You need to have an account on the [Destination Earth Platform](https://auth.destine.eu/realms/desp/account).

#### ⚠️ Warning: Authorized Access Only
The usage of this notebook and data access is reserved only to authorized user groups.

## Access the Data
With a DESP account you can access the stream data proposed in this tutorial.

In [None]:
%%capture cap
%run ./auth.py

In [None]:
output = cap.stdout.split('\n')
refresh_token = output[1]
token = output[2]

# Imports and general definitions
We start by importing necessary packages and definitions regarding the resolution and the endpoint to the streaming api.

Note: The API token must be set here including the user group. This happens in **Authentification**.

In [None]:
from dtelib2 import DTEStreamer, get_stream_overview
from datetime import datetime
import xarray as xa
import rioxarray  # noqa
from pyproj import CRS
from rasterio.transform import from_origin
import matplotlib.pyplot as plt
import cartopy
import cartopy.crs as ccrs

FORMAT = '%Y-%m-%dT%H:%M'

# Stream overview
The code in the cell below calls the DTE API to receive an overview of all available streams.

In [None]:
get_stream_overview(token)

# Parameters for stream access

Here the parameters are set to access the data from the service.

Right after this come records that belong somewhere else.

//! Unified configuration loading for Marga.
//!
//! Loads all configuration from a single YAML file. Every field has a
//! default, so a file only needs the values it changes:
//!
//! ```yaml
//! planner:
//!   clearance: 20.0
//!   fallback: grid
//! grid:
//!   cell_size: 5.0
//! ```

mod defaults;
mod display;
mod error;
mod grid;
mod marga;
mod planner;
mod routing;

// Re-export main types
pub use error::ConfigLoadError;
pub use marga::MargaConfig;

// Re-export section types
pub use display::DisplaySection;
pub use grid::GridSection;
pub use planner::{PlannerSection, SmoothingSection};
pub use routing::{DetourSection, DirectSection};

*short_name*: an abbreviated name for the data</br>
*category_name*: a name for the category for the data </br>
*start_date*: the time and date to start the stream</br>
*end_date*: the time and date to end the stream</br>
</br>

To select a stream, chose parameter values from the table above, or if you have a *code snippet*, use it to replace the code in the cell below:

In [None]:
short_name = "2t"
category_name = "Climate DT"
start_date = "2020-01-01T00:00"
end_date = "2020-01-01T00:00"

start_date = datetime.strptime(start_date, FORMAT)
end_date = datetime.strptime(end_date, FORMAT)

# Loading the stream

With the DTEStreamer class we can easily access the data stream through the api and access individual data frames. 
At first, we create a DTEStreamer object with the parameters defined in the step above. The object initializes by calling the api to get meta information about the stream and the location of the stream. (You can take a look at the api yourself in the swagger [here](https://dev.destinestreamer.geoville.com/api/streaming/metadata)). Also, ffmpeg is used to seek to the first image of the stream, according to *start_date*.

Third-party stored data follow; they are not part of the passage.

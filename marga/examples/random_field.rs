//! Plan a route across a random obstacle field.
//!
//! Scatters obstacles over the plane, plans between two points and prints
//! the status line a display layer would show, followed by the waypoints.
//!
//! Usage:
//!   cargo run --example random_field
//!   cargo run --example random_field -- --start 50,50 --end 700,600 --seed 7
//!   RUST_LOG=debug cargo run --example random_field -- --config configs/marga.yaml

use clap::Parser;
use rand::prelude::*;
use std::path::Path;

use marga::{MargaConfig, Obstacle, Point2D, RoutePlanner, status_line};

/// Random obstacle field planner
#[derive(Parser, Debug)]
#[command(author, version, about, long_about = None)]
struct Args {
    /// Configuration file path
    #[arg(short, long, default_value = "configs/marga.yaml")]
    config: String,

    /// Number of obstacles to scatter
    #[arg(short = 'n', long, default_value_t = 20)]
    obstacles: usize,

    /// Random seed (random if omitted)
    #[arg(short, long)]
    seed: Option<u64>,

    /// Start point as "x,y" (random if omitted)
    #[arg(long, value_parser = parse_point)]
    start: Option<Point2D>,

    /// End point as "x,y" (random if omitted)
    #[arg(long, value_parser = parse_point)]
    end: Option<Point2D>,

    /// Print every waypoint
    #[arg(short, long)]
    verbose: bool,
}

fn parse_point(s: &str) -> Result<Point2D, String> {
    let (x, y) = s
        .split_once(',')
        .ok_or_else(|| format!("expected \"x,y\", got \"{}\"", s))?;
    let x: f32 = x.trim().parse().map_err(|e| format!("bad x: {}", e))?;
    let y: f32 = y.trim().parse().map_err(|e| format!("bad y: {}", e))?;
    Ok(Point2D::new(x, y))
}

/// Scatter obstacles the way the interactive planner does: 700 x 650 units.
fn scatter_obstacles(rng: &mut StdRng, count: usize) -> Vec<Obstacle> {
    (0..count)
        .map(|_| Obstacle::new(rng.random_range(0.0..700.0), rng.random_range(0.0..650.0)))
        .collect()
}

fn main() {
    env_logger::Builder::from_env(env_logger::Env::default().default_filter_or("info")).init();

    let args = Args::parse();

    let config = match MargaConfig::load(Path::new(&args.config)) {
        Ok(config) => {
            log::info!("Loaded config from {}", args.config);
            config
        }
        Err(e) => {
            log::warn!("Using default config ({})", e);
            MargaConfig::default()
        }
    };

    let seed = args.seed.unwrap_or_else(|| rand::rng().random());
    let mut rng = StdRng::seed_from_u64(seed);
    log::info!("Seed: {}", seed);

    let obstacles = scatter_obstacles(&mut rng, args.obstacles);
    let extent = config.grid.extent;
    let start = args
        .start
        .unwrap_or_else(|| Point2D::new(rng.random_range(0.0..extent), rng.random_range(0.0..extent)));
    let end = args
        .end
        .unwrap_or_else(|| Point2D::new(rng.random_range(0.0..extent), rng.random_range(0.0..extent)));

    log::info!(
        "Planning ({:.1}, {:.1}) -> ({:.1}, {:.1}) around {} obstacles",
        start.x,
        start.y,
        end.x,
        end.y,
        obstacles.len()
    );

    let planner = RoutePlanner::new(config.to_planner_config());
    let result = planner.plan(start, end, &obstacles);

    println!("{}", status_line(&result, config.units_per_meter()));

    match &result {
        Ok(outcome) => {
            println!(
                "Strategy: {:?}, waypoints: {}, length: {:.1}, min clearance: {:.1}",
                outcome.strategy,
                outcome.route.len(),
                outcome.route.length,
                outcome.min_clearance
            );
            let states: Vec<String> = outcome.states.iter().map(|s| s.to_string()).collect();
            println!("States: {}", states.join(" -> "));

            if args.verbose {
                for (i, p) in outcome.route.points.iter().enumerate() {
                    println!("  {:4}: ({:7.2}, {:7.2})", i, p.x, p.y);
                }
            }
        }
        Err(e) => {
            println!("Reason [{}]: {}", e.code(), e);
        }
    }
}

The load_next_image() method then loads the next image into a numpy array, which is stored in the list *time_series* for further use.

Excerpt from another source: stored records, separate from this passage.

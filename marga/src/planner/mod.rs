//! Route planning orchestrator.
//!
//! Every request walks the same state machine:
//!
//! ```text
//! Idle ──► TryDirect ──(clear)──────────────────────► Done(route)
//!              │
//!              └─(blocked)──► Fallback(Grid | Detour) ──► Done(route | no route)
//! ```
//!
//! The planner holds configuration only. Obstacles are borrowed for one call,
//! and each call builds its own search state, so a single planner can serve
//! several threads at once.

mod outcome;
mod state;

pub use outcome::{PlanOutcome, Strategy, status_line};
pub use state::{FallbackStrategy, PlanState};

use log::{debug, warn};
use serde::{Deserialize, Serialize};

use crate::core::{Obstacle, Point2D};
use crate::error::{
    DetourFailure, PlanError, Result, require_finite, require_finite_obstacles,
    require_non_negative, require_positive,
};
use crate::pathfinding::astar::require_inside;
use crate::pathfinding::{AStarPlanner, GridConfig, ObstacleGrid, RouteSmoother, SmoothingConfig};
use crate::query::{ClearanceMode, ProximityChecker};
use crate::route::Route;
use crate::routing::{DetourConfig, DetourRouter, DirectConfig, DirectRouter, sample_count};

/// Route planner configuration
#[derive(Clone, Debug, PartialEq, Serialize, Deserialize)]
pub struct PlannerConfig {
    /// Minimum allowed distance between the route and any obstacle center
    pub clearance: f32,
    /// Search used when the straight route is blocked
    pub fallback: FallbackStrategy,
    /// How route segments are measured for the reported segment clearance
    pub clearance_mode: ClearanceMode,
    /// Replace the grid route's first and last cell centers with the exact
    /// start and end points
    pub anchor_endpoints: bool,
    /// Apply line-of-sight smoothing to grid routes
    pub smooth: bool,
    /// Straight-line router settings
    pub direct: DirectConfig,
    /// Detour walker settings
    pub detour: DetourConfig,
    /// Grid search settings
    pub grid: GridConfig,
    /// Smoothing settings
    pub smoothing: SmoothingConfig,
}

impl Default for PlannerConfig {
    fn default() -> Self {
        Self {
            clearance: 20.0,
            fallback: FallbackStrategy::Grid,
            clearance_mode: ClearanceMode::Segment,
            anchor_endpoints: true,
            smooth: false,
            direct: DirectConfig::default(),
            detour: DetourConfig::default(),
            grid: GridConfig::default(),
            smoothing: SmoothingConfig::default(),
        }
    }
}

impl PlannerConfig {
    /// Default configuration with a custom clearance radius
    pub fn with_clearance(clearance: f32) -> Self {
        Self {
            clearance,
            ..Default::default()
        }
    }

    /// Use a different fallback search
    pub fn with_fallback(mut self, fallback: FallbackStrategy) -> Self {
        self.fallback = fallback;
        self
    }

    /// Enable or disable smoothing of grid routes
    pub fn with_smoothing(mut self, smooth: bool) -> Self {
        self.smooth = smooth;
        self
    }
}

/// Collision-free route planner
#[derive(Clone, Debug, Default)]
pub struct RoutePlanner {
    config: PlannerConfig,
}

impl RoutePlanner {
    /// Create a new route planner
    pub fn new(config: PlannerConfig) -> Self {
        Self { config }
    }

    /// Create with default configuration
    pub fn with_defaults() -> Self {
        Self::default()
    }

    /// Planner configuration
    pub fn config(&self) -> &PlannerConfig {
        &self.config
    }

    /// Plan a route from `start` to `end` around `obstacles`.
    ///
    /// Tries the straight line first and falls back to the configured search
    /// when it is blocked. Every returned route keeps the clearance radius at
    /// each of its points.
    pub fn plan(&self, start: Point2D, end: Point2D, obstacles: &[Obstacle]) -> Result<PlanOutcome> {
        let mut states = vec![PlanState::Idle];

        if let Err(e) = self.validate(start, end, obstacles) {
            debug!("[Planner] rejected request: {}", e);
            return Err(e);
        }

        let checker = ProximityChecker::new(obstacles, self.config.clearance)
            .with_mode(self.config.clearance_mode);

        self.transition(&mut states, PlanState::TryDirect);
        let direct = DirectRouter::new(self.config.direct.clone());
        let blocked_clearance = match direct.route(start, end, obstacles, self.config.clearance) {
            Ok(route) => {
                self.transition(&mut states, PlanState::Done);
                return Ok(PlanOutcome {
                    min_clearance: checker.min_clearance(&route.points),
                    segment_clearance: checker.segment_clearance(&route.points),
                    route,
                    strategy: Strategy::Direct,
                    direct_blocked_clearance: None,
                    nodes_expanded: None,
                    states,
                });
            }
            Err(PlanError::Blocked { min_clearance }) => min_clearance,
            Err(e) => return Err(e),
        };

        let strategy = self.config.fallback;
        self.transition(&mut states, PlanState::Fallback { strategy });

        let fallback = match strategy {
            FallbackStrategy::Grid => self.grid_fallback(start, end, obstacles, &checker),
            FallbackStrategy::Detour => self.detour_fallback(start, end, obstacles, &checker),
        };

        self.transition(&mut states, PlanState::Done);
        let (route, strategy, nodes_expanded) = match fallback {
            Ok(found) => found,
            Err(e) => {
                debug!("[Planner] no route ({}): {}", e.code(), e);
                return Err(e);
            }
        };

        Ok(PlanOutcome {
            min_clearance: checker.min_clearance(&route.points),
            segment_clearance: checker.segment_clearance(&route.points),
            route,
            strategy,
            direct_blocked_clearance: Some(blocked_clearance),
            nodes_expanded,
            states,
        })
    }

    fn grid_fallback(
        &self,
        start: Point2D,
        end: Point2D,
        obstacles: &[Obstacle],
        checker: &ProximityChecker<'_>,
    ) -> Result<(Route, Strategy, Option<usize>)> {
        let grid = ObstacleGrid::build(obstacles, self.config.clearance, &self.config.grid)?;
        let path = AStarPlanner::new(&grid, self.config.grid.max_iterations)
            .find_path_world(start, end)?;

        let mut route = path.route;
        if self.config.anchor_endpoints {
            let anchored = anchor(&route, start, end);
            if checker.is_clear(&anchored.points) {
                route = anchored;
            } else {
                warn!(
                    "[Planner] exact endpoints violate clearance; keeping cell centers \
                     (inflation margin {:.2} may be too small)",
                    self.config.grid.inflation_margin
                );
            }
        }

        if self.config.smooth {
            route = RouteSmoother::new(*checker, self.config.smoothing.clone()).smooth_route(&route);
        }

        Ok((route, Strategy::Grid, Some(path.nodes_expanded)))
    }

    fn detour_fallback(
        &self,
        start: Point2D,
        end: Point2D,
        obstacles: &[Obstacle],
        checker: &ProximityChecker<'_>,
    ) -> Result<(Route, Strategy, Option<usize>)> {
        let route = DetourRouter::new(self.config.detour.clone()).route(
            start,
            end,
            obstacles,
            self.config.clearance,
        )?;

        let report = checker.check_points(&route.points);
        if !report.is_clear {
            debug!(
                "[Planner] detour route unsafe at waypoint {:?}, clearance {:.2}",
                report.violation_at, report.min_clearance
            );
            return Err(PlanError::Failed {
                reason: DetourFailure::UnsafeRoute {
                    min_clearance: report.min_clearance,
                },
            });
        }
        Ok((route, Strategy::Detour, None))
    }

    /// Reject malformed requests before any routing work.
    fn validate(&self, start: Point2D, end: Point2D, obstacles: &[Obstacle]) -> Result<()> {
        require_finite("start", start)?;
        require_finite("end", end)?;
        require_finite_obstacles(obstacles)?;
        require_positive("clearance", self.config.clearance)?;
        sample_count(start, end, self.config.direct.step_size)?;

        match self.config.fallback {
            FallbackStrategy::Grid => {
                let grid = &self.config.grid;
                grid.cells_per_side()?;
                require_non_negative("inflation_margin", grid.inflation_margin)?;
                require_inside("start", start, grid.grid_extent)?;
                require_inside("end", end, grid.grid_extent)?;
            }
            FallbackStrategy::Detour => {
                self.config.detour.validate()?;
                self.config.detour.step_budget(start.distance(&end))?;
            }
        }

        if self.config.smooth {
            require_positive("los_step_size", self.config.smoothing.los_step_size)?;
        }
        Ok(())
    }

    fn transition(&self, states: &mut Vec<PlanState>, next: PlanState) {
        if let Some(current) = states.last() {
            debug!("[Planner] {} -> {}", current, next);
        }
        states.push(next);
    }
}

/// Swap the route's first and last waypoints for the exact endpoints.
fn anchor(route: &Route, start: Point2D, end: Point2D) -> Route {
    let mut points = route.points.clone();
    match points.len() {
        0 | 1 => points = vec![start, end],
        n => {
            points[0] = start;
            points[n - 1] = end;
        }
    }
    Route::deduplicated(points)
}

Note that in this example, the data and time stamps are loaded into a list. A print statements keep us on track with the progress.

Note: This example should be modified to your purpose especially if you plan to do a long time series analysis, as it will load all the data of the loop into memory.


In [None]:
streamer = DTEStreamer(category_name=category_name,
                       short_name=short_name,
                       start_date=start_date,
                       end_date=end_date,
                       token=token)

time_series = list()
time_stamps = list()

for image, time_stamp in streamer.load_next_image():

    time_stamps.append(time_stamp)
    time_series.append(image)

print(f'A total of {len(time_series)} images loaded')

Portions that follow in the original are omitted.